Journey didn’t pay for their own movie
The film-maker behind Journey’s documentary movie says that when she started work she was hoping the band would offer to pay for production.
When they didn’t, she found other ways to fund the work – and by the time they did want to contribute cash, she didn’t want to take it.
Keep On Believin’: Everyman’s Journey follows the rise of previously-unknown vocalist Arnel Pineda from his hiring in 2008 to the 2010 Eclipse album recording sessions, and his return home to the poverty-stricken Filipino city of Manila.
Director Ramona Diaz tells Ultimate Classic Rock that the financial aspect “never came together” during production. She explains: “It would have been different if the band came to us and said, ‘Hey, make this film.’ We were sort of going after that; when they finally said yes we couldn’t say, ‘Oh, yeah, can you pay for it?’
“My producer put it on her credit cards, and when she ran out of that I borrowed money from my family. Then we got some investors from friends and family – small, small amounts of money.”
Once they warmed to the idea Journey became more supportive, but by that time Diaz had established a method of working.
“We started in 2008, the summer tour, and we jumped on and off,” she explains. “We’d run out of money, jump off, make some commercials, raise some money and jump back on.”
Eventually the band did offer to open their wallets. “At some point they realised, ‘Oh, okay, this might be something.’ By then we didn’t want to cross that line of taking their money, because then we would be making a vanity project. We needed to stay independent – so that’s what we’ve done this entire time.”

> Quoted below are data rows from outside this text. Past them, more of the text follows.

//! forkgrid-metrics — observability for the worker pool.
//!
//! Keeps one `WorkerStats` entry per tracked worker, fed by the
//! `worker_metrics` and `request_complete` IPC messages, and derives
//! fleet-wide aggregates from them.
//!
//! # Architecture
//!
//! ```text
//! MetricsCollector
//!   ├── register() / unregister()   ← in lockstep with worker records
//!   ├── record_sample()             ← worker_metrics
//!   ├── record_request()            ← request_complete
//!   ├── heartbeat()                 ← health_check_response
//!   └── summary() → FleetSummary
//!
//! Prometheus exposition
//!   └── render_prometheus() → text/plain for /metrics/prometheus
//! ```

pub mod collector;
pub mod prometheus;

pub use collector::MetricsCollector;
pub use prometheus::render_prometheus;
//! forkgrid-api — the master's operational HTTP surface.
//!
//! Handlers never touch the pool. They read the latest `ClusterReport`
//! the supervisor published on its `watch` channel, so a slow scrape can
//! never hold up the event loop.
//!
//! # Routes
//!
//! | Method | Path | Description |
//! |---|---|---|
//! | GET | `/health` | Cluster health; 200 when healthy, 503 when degraded |
//! | GET | `/metrics` | Fleet aggregates and per-worker stats as JSON |
//! | GET | `/metrics/prometheus` | Prometheus text exposition |

pub mod handlers;

use std::net::SocketAddr;

use axum::Router;
use axum::routing::get;
use tokio::net::TcpListener;
use tokio::sync::watch;
use tracing::info;

use forkgrid_core::ClusterReport;

/// Shared state for API handlers.
#[derive(Clone)]
pub struct ApiState {
    pub reports: watch::Receiver<ClusterReport>,
}

/// Build the operational router.
pub fn build_router(reports: watch::Receiver<ClusterReport>) -> Router {
    Router::new()
        .route("/health", get(handlers::health))
        .route("/metrics", get(handlers::metrics))
        .route("/metrics/prometheus", get(handlers::prometheus_metrics))
        .with_state(ApiState { reports })
}

/// Serve the router on `listener` until `shutdown` resolves.
pub async fn serve(
    listener: TcpListener,
    reports: watch::Receiver<ClusterReport>,
    shutdown: impl std::future::Future<Output = ()> + Send + 'static,
) -> std::io::Result<()> {
    let addr: SocketAddr = listener.local_addr()?;
    info!(%addr, "health and metrics endpoint listening");
    axum::serve(listener, build_router(reports))
        .with_graceful_shutdown(shutdown)
        .await
}
//! Health and metrics handlers.

use axum::Json;
use axum::extract::State;
use axum::http::StatusCode;
use axum::response::IntoResponse;

use crate::ApiState;

// ── Health ─────────────────────────────────────────────────────

/// GET /health
pub async fn health(State(state): State<ApiState>) -> impl IntoResponse {
    let snapshot = state.reports.borrow().health.clone();
    let status = if snapshot.is_healthy() {
        StatusCode::OK
    } else {
        StatusCode::SERVICE_UNAVAILABLE
    };
    (status, Json(snapshot))
}

// ── Metrics ────────────────────────────────────────────────────

/// GET /metrics
pub async fn metrics(State(state): State<ApiState>) -> impl IntoResponse {
    let report = state.reports.borrow().clone();
    Json(serde_json::json!({
        "status": report.health.status,
        "phase": report.phase,
        "fleet": report.fleet,
        "workers": report.workers,
        "lastScaling": report.last_scaling,
        "timestamp": report.health.timestamp,
    }))
}

/// GET /metrics/prometheus
pub async fn prometheus_metrics(State(state): State<ApiState>) -> impl IntoResponse {
    let body = forkgrid_metrics::render_prometheus(&state.reports.borrow());
    (
        StatusCode::OK,
        [("content-type", "text/plain; version=0.0.4; charset=utf-8")],
        body,
    )
}
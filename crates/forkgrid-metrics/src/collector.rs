//! Metrics collector — per-worker stats keyed by worker id.
//!
//! Owned by the master's event loop, so plain maps are enough: there is
//! exactly one writer and readers only ever see published reports.

use std::collections::BTreeMap;

use tokio::time::Instant;
use tracing::{debug, trace};

use forkgrid_core::{FleetSummary, WorkerId, WorkerStats};

/// Collects stats for every tracked worker plus lifetime counters.
#[derive(Debug, Default)]
pub struct MetricsCollector {
    stats: BTreeMap<WorkerId, WorkerStats>,
    /// Request accounting folded in from workers that have exited.
    retired: RetiredTotals,
    worker_crashes: u64,
    worker_restarts: u64,
}

#[derive(Debug, Default, Clone, Copy)]
struct RetiredTotals {
    requests: u64,
    errors: u64,
    /// Sum of response times in milliseconds.
    response_time: f64,
}

impl MetricsCollector {
    pub fn new() -> Self {
        Self::default()
    }

    /// Start tracking a worker with empty stats.
    ///
    /// The heartbeat clock starts at `now`.
    pub fn register(&mut self, id: WorkerId, now: Instant) {
        self.stats.insert(id, WorkerStats::new(now));
        debug!(worker = id, "registered for metrics collection");
    }

    /// Stop tracking a worker, returning its final stats.
    ///
    /// Its request and error counts stay in the fleet totals.
    pub fn unregister(&mut self, id: WorkerId) -> Option<WorkerStats> {
        let removed = self.stats.remove(&id)?;
        self.retired.requests += removed.requests;
        self.retired.errors += removed.errors;
        self.retired.response_time += removed.avg_response_time * removed.requests as f64;
        debug!(
            worker = id,
            requests = removed.requests,
            errors = removed.errors,
            "unregistered from metrics collection"
        );
        Some(removed)
    }

    /// Apply a `worker_metrics` report. Last write wins.
    ///
    /// Returns `false` if the worker is not tracked.
    pub fn record_sample(
        &mut self,
        id: WorkerId,
        cpu_usage: f64,
        memory_usage: f64,
        memory_bytes: u64,
        uptime: f64,
    ) -> bool {
        let Some(stats) = self.stats.get_mut(&id) else {
            return false;
        };
        stats.cpu_usage = cpu_usage;
        stats.memory_usage = memory_usage;
        stats.memory_bytes = memory_bytes;
        stats.uptime = uptime;
        trace!(worker = id, cpu_usage, memory_usage, "worker sample");
        true
    }

    /// Apply a `request_complete` report to the running mean.
    pub fn record_request(&mut self, id: WorkerId, response_time: f64, error: bool) -> bool {
        let Some(stats) = self.stats.get_mut(&id) else {
            return false;
        };
        stats.requests += 1;
        if error {
            stats.errors += 1;
        }
        let n = stats.requests as f64;
        stats.avg_response_time += (response_time - stats.avg_response_time) / n;
        true
    }

    /// Refresh a worker's heartbeat.
    pub fn heartbeat(&mut self, id: WorkerId, now: Instant) -> bool {
        match self.stats.get_mut(&id) {
            Some(stats) => {
                stats.last_heartbeat = now;
                true
            }
            None => false,
        }
    }

    pub fn record_crash(&mut self) {
        self.worker_crashes += 1;
    }

    pub fn record_restart(&mut self) {
        self.worker_restarts += 1;
    }

    pub fn worker_crashes(&self) -> u64 {
        self.worker_crashes
    }

    pub fn worker_restarts(&self) -> u64 {
        self.worker_restarts
    }

    pub fn get(&self, id: WorkerId) -> Option<&WorkerStats> {
        self.stats.get(&id)
    }

    pub fn contains(&self, id: WorkerId) -> bool {
        self.stats.contains_key(&id)
    }

    /// Tracked worker ids in ascending order.
    pub fn ids(&self) -> impl Iterator<Item = WorkerId> + '_ {
        self.stats.keys().copied()
    }

    pub fn iter(&self) -> impl Iterator<Item = (WorkerId, &WorkerStats)> {
        self.stats.iter().map(|(id, s)| (*id, s))
    }

    pub fn len(&self) -> usize {
        self.stats.len()
    }

    pub fn is_empty(&self) -> bool {
        self.stats.is_empty()
    }

    /// Fleet aggregate.
    ///
    /// Request, error and response-time figures cover the master's lifetime,
    /// including workers that have since exited. CPU and memory averages
    /// cover tracked workers only.
    pub fn summary(&self) -> FleetSummary {
        let total_requests: u64 =
            self.retired.requests + self.stats.values().map(|s| s.requests).sum::<u64>();
        let total_errors: u64 =
            self.retired.errors + self.stats.values().map(|s| s.errors).sum::<u64>();

        let error_rate = if total_requests > 0 {
            total_errors as f64 / total_requests as f64
        } else {
            0.0
        };

        // Weighted by request count so idle workers do not drag the mean down.
        let avg_response_time = if total_requests > 0 {
            let tracked: f64 = self
                .stats
                .values()
                .map(|s| s.avg_response_time * s.requests as f64)
                .sum();
            (self.retired.response_time + tracked) / total_requests as f64
        } else {
            0.0
        };

        let n = self.stats.len();
        let (avg_cpu, avg_memory) = if n > 0 {
            (
                self.stats.values().map(|s| s.cpu_usage).sum::<f64>() / n as f64,
                self.stats.values().map(|s| s.memory_usage).sum::<f64>() / n as f64,
            )
        } else {
            (0.0, 0.0)
        };

        FleetSummary {
            total_requests,
            total_errors,
            error_rate,
            avg_response_time,
            avg_cpu,
            avg_memory,
            worker_crashes: self.worker_crashes,
            worker_restarts: self.worker_restarts,
        }
    }
}

#[cfg(test)]
mod tests {
    use super::*;
    use std::time::Duration;

    #[test]
    fn register_and_unregister() {
        let mut collector = MetricsCollector::new();
        let now = Instant::now();
        collector.register(1, now);
        collector.register(2, now);

        assert_eq!(collector.len(), 2);
        assert_eq!(collector.ids().collect::<Vec<_>>(), vec![1, 2]);

        assert!(collector.unregister(1).is_some());
        assert!(collector.unregister(1).is_none());
        assert!(!collector.contains(1));
        assert_eq!(collector.len(), 1);
    }

    #[test]
    fn unknown_workers_are_ignored() {
        let mut collector = MetricsCollector::new();
        assert!(!collector.record_sample(9, 1.0, 1.0, 0, 1.0));
        assert!(!collector.record_request(9, 10.0, false));
        assert!(!collector.heartbeat(9, Instant::now()));
        assert!(collector.is_empty());
    }

    #[test]
    fn samples_are_last_write_wins() {
        let mut collector = MetricsCollector::new();
        collector.register(1, Instant::now());

        collector.record_sample(1, 50.0, 10.0, 1024, 5.0);
        collector.record_sample(1, 20.0, 12.0, 2048, 10.0);

        let stats = collector.get(1).unwrap();
        assert_eq!(stats.cpu_usage, 20.0);
        assert_eq!(stats.memory_usage, 12.0);
        assert_eq!(stats.memory_bytes, 2048);
        assert_eq!(stats.uptime, 10.0);
    }

    #[test]
    fn request_accounting_keeps_running_mean() {
        let mut collector = MetricsCollector::new();
        collector.register(1, Instant::now());

        collector.record_request(1, 100.0, false);
        collector.record_request(1, 200.0, true);
        collector.record_request(1, 300.0, false);

        let stats = collector.get(1).unwrap();
        assert_eq!(stats.requests, 3);
        assert_eq!(stats.errors, 1);
        assert!((stats.avg_response_time - 200.0).abs() < 1e-9);
    }

    #[tokio::test(start_paused = true)]
    async fn heartbeat_resets_age() {
        let mut collector = MetricsCollector::new();
        collector.register(1, Instant::now());

        tokio::time::advance(Duration::from_secs(20)).await;
        assert_eq!(
            collector.get(1).unwrap().heartbeat_age(Instant::now()),
            Duration::from_secs(20)
        );

        collector.heartbeat(1, Instant::now());
        assert_eq!(
            collector.get(1).unwrap().heartbeat_age(Instant::now()),
            Duration::ZERO
        );
    }

    #[test]
    fn summary_aggregates_fleet() {
        let mut collector = MetricsCollector::new();
        let now = Instant::now();
        collector.register(1, now);
        collector.register(2, now);

        collector.record_sample(1, 40.0, 10.0, 0, 1.0);
        collector.record_sample(2, 20.0, 30.0, 0, 1.0);
        for _ in 0..3 {
            collector.record_request(1, 100.0, false);
        }
        collector.record_request(2, 500.0, true);
        collector.record_crash();
        collector.record_restart();

        let summary = collector.summary();
        assert_eq!(summary.total_requests, 4);
        assert_eq!(summary.total_errors, 1);
        assert!((summary.error_rate - 0.25).abs() < 1e-9);
        assert!((summary.avg_response_time - 200.0).abs() < 1e-9);
        assert!((summary.avg_cpu - 30.0).abs() < 1e-9);
        assert!((summary.avg_memory - 20.0).abs() < 1e-9);
        assert_eq!(summary.worker_crashes, 1);
        assert_eq!(summary.worker_restarts, 1);
    }

    #[test]
    fn exited_workers_stay_in_request_totals() {
        let mut collector = MetricsCollector::new();
        let now = Instant::now();
        collector.register(1, now);
        collector.register(2, now);
        for _ in 0..10 {
            collector.record_request(1, 50.0, true);
        }
        collector.record_request(2, 160.0, false);

        let before = collector.summary();
        assert_eq!(before.total_requests, 11);
        assert_eq!(before.total_errors, 10);

        collector.unregister(1);
        collector.record_crash();
        collector.register(3, now);

        let after = collector.summary();
        assert_eq!(after.total_requests, 11);
        assert_eq!(after.total_errors, 10);
        assert!((after.error_rate - before.error_rate).abs() < 1e-9);
        assert!((after.avg_response_time - 60.0).abs() < 1e-9);

        // A second unregister of the same id folds nothing in.
        assert!(collector.unregister(1).is_none());
        collector.record_request(3, 60.0, false);
        assert_eq!(collector.summary().total_requests, 12);
        assert_eq!(collector.summary().total_errors, 10);
    }

    #[test]
    fn empty_summary_is_zeroed() {
        let summary = MetricsCollector::new().summary();
        assert_eq!(summary, FleetSummary::default());
    }
}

Diaz was surprised to discover that, despite their fame and fortune, Neal Schon and co weren’t used to being followed by cameras. “The tough thing was when I wanted to film them writing a song,” she reports. “They gave me permission finally when we were in Manila and they wrote City of Hope, which they dedicated to Arnel and the city, because they were so inspired.
“I said, ‘You’ve got to let me film this.’ By then, they knew me and they knew that I wasn’t out to get them. I think it’s just a matter of hanging out long enough that they trust you and they get used to you.”
And there’s plenty of material that didn’t make it into the final cut, says the director: “I actually continued filming with the guys in their homes, which is not in the film. I thought the film could handle that, but it couldn’t.”
Despite saying she was “never a hardcore Journey fan” Diaz says she’s been impressed by what she learned about the band.
“It was surprising to find out they were the ones who started the big monitors on stage, so that people in the nosebleeds would feel like it was still an intimate experience. Now it’s a matter of course, but the fact that they were the first ones – I was like, ‘Wow.’
“Then they got their reputation for being corporate rock, because they were so slick and got sponsors. Now everyone gets sponsors. Ross Valory actually told me a really funny story about how Mick Jagger came around and visited them in San Francisco, wanting to know how they did it and what they were doing business-wise.
“They created a catalog and not just one or two songs, but a catalog of music that’s timeless and works. Every night, it works. I saw it: you feel the energy, like it’s the first time. That’s magic – not everyone can do that. To me, it’s just pretty incredible what they’ve done.”